Return, from the material below, each line in which "loaded" occurs.

INFORMATION SHOWN:
>>>
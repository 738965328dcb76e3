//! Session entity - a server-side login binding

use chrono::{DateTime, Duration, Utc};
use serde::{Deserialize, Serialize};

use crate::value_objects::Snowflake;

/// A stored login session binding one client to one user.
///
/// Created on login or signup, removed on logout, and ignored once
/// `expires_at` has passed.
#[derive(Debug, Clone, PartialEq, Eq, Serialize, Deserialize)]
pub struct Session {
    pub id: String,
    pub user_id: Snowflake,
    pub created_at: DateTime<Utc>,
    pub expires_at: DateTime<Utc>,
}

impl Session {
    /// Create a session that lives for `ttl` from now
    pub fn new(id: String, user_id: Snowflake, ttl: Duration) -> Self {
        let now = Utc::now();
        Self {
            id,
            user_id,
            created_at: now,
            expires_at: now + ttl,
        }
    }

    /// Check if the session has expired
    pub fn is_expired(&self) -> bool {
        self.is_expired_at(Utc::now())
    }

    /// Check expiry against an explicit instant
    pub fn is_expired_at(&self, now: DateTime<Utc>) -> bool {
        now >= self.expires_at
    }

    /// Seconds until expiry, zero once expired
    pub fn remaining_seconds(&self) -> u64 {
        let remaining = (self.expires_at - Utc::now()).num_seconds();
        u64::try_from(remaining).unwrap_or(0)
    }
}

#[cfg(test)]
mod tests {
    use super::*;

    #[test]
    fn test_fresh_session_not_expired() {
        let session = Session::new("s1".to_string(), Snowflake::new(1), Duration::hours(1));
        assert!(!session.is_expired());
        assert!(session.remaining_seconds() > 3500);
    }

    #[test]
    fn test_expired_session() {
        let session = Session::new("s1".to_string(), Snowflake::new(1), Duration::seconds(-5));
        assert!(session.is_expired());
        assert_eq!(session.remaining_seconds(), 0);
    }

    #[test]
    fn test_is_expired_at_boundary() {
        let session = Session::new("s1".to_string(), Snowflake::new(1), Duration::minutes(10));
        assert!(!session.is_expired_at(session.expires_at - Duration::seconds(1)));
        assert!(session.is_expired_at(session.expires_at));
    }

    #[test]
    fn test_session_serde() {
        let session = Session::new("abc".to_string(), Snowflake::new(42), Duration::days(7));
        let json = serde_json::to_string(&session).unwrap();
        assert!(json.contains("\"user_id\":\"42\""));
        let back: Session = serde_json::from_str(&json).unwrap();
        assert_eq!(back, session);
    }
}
<<<
>>>
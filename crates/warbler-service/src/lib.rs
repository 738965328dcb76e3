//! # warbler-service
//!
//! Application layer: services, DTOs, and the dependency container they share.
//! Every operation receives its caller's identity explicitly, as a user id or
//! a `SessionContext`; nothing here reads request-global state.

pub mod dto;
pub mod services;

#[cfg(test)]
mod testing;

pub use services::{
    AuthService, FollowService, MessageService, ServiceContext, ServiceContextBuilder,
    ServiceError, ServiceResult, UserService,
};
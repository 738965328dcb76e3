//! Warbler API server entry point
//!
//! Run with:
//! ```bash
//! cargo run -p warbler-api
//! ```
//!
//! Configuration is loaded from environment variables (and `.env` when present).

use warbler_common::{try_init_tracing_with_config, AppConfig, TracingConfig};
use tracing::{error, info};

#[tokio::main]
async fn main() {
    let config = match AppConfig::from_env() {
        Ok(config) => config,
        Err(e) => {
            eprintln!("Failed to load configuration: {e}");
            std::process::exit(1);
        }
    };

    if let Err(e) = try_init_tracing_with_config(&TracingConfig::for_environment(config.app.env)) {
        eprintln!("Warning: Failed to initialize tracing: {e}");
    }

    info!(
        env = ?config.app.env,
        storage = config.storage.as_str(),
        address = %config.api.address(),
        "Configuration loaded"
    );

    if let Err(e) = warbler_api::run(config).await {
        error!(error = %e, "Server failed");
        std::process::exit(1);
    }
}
<<<
>>>
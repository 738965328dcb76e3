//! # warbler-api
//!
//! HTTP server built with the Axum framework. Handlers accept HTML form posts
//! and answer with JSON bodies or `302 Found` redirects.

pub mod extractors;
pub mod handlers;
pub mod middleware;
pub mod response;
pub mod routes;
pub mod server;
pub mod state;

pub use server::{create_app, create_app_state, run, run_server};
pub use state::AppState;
<<<
TASK SOLUTION:
//! Configuration is loaded from environment variables (and `.env` when present).
        "Configuration loaded"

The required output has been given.